▶ _TASK TO COMPLETE_
Output the entries verbatim, including every line.

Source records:
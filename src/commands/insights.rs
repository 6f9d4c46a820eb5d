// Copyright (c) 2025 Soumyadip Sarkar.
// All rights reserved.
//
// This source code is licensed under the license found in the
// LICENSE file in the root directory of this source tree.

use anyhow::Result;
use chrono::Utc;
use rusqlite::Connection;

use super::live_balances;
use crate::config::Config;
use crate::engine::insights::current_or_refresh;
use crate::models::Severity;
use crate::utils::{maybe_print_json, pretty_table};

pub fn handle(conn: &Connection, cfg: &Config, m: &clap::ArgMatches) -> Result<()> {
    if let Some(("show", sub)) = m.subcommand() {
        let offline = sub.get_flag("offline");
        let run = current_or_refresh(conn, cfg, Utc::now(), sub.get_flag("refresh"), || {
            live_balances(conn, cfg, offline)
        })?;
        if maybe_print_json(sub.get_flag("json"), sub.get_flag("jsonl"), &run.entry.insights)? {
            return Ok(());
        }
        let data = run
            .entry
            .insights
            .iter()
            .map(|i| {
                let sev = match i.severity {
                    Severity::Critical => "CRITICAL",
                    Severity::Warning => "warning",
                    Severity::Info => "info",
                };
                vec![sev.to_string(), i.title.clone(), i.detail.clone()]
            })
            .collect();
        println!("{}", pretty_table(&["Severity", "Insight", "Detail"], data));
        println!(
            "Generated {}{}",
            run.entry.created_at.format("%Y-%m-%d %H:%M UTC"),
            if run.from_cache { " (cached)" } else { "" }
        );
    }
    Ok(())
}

▶ _TASK RESULT_
filename src/commands/insights.rs
repository 6f9d4c46a820eb5d
// Copyright (c) 2025 Soumyadip Sarkar.
// All rights reserved.
//
// This source code is licensed under the license found in the
// LICENSE file in the root directory of this source tree.

use anyhow::Result;
use chrono::Utc;
use rusqlite::Connection;

use super::live_balances;
use crate::config::Config;
use crate::engine::insights::current_or_refresh;
use crate::models::Severity;
use crate::utils::{maybe_print_json, pretty_table};

pub fn handle(conn: &Connection, cfg: &Config, m: &clap::ArgMatches) -> Result<()> {
    if let Some(("show", sub)) = m.subcommand() {
        let offline = sub.get_flag("offline");
        let run = current_or_refresh(conn, cfg, Utc::now(), sub.get_flag("refresh"), || {
            live_balances(conn, cfg, offline)
        })?;
        if maybe_print_json(sub.get_flag("json"), sub.get_flag("jsonl"), &run.entry.insights)? {
            return Ok(());
        }
        let data = run
            .entry
            .insights
            .iter()
            .map(|i| {
                let sev = match i.severity {
                    Severity::Critical => "CRITICAL",
                    Severity::Warning => "warning",
                    Severity::Info => "info",
                };
                vec![sev.to_string(), i.title.clone(), i.detail.clone()]
            })
            .collect();
        println!("{}", pretty_table(&["Severity", "Insight", "Detail"], data));
        println!(
            "Generated {}{}",
            run.entry.created_at.format("%Y-%m-%d %H:%M UTC"),
            if run.from_cache { " (cached)" } else { "" }
        );
    }
    Ok(())
}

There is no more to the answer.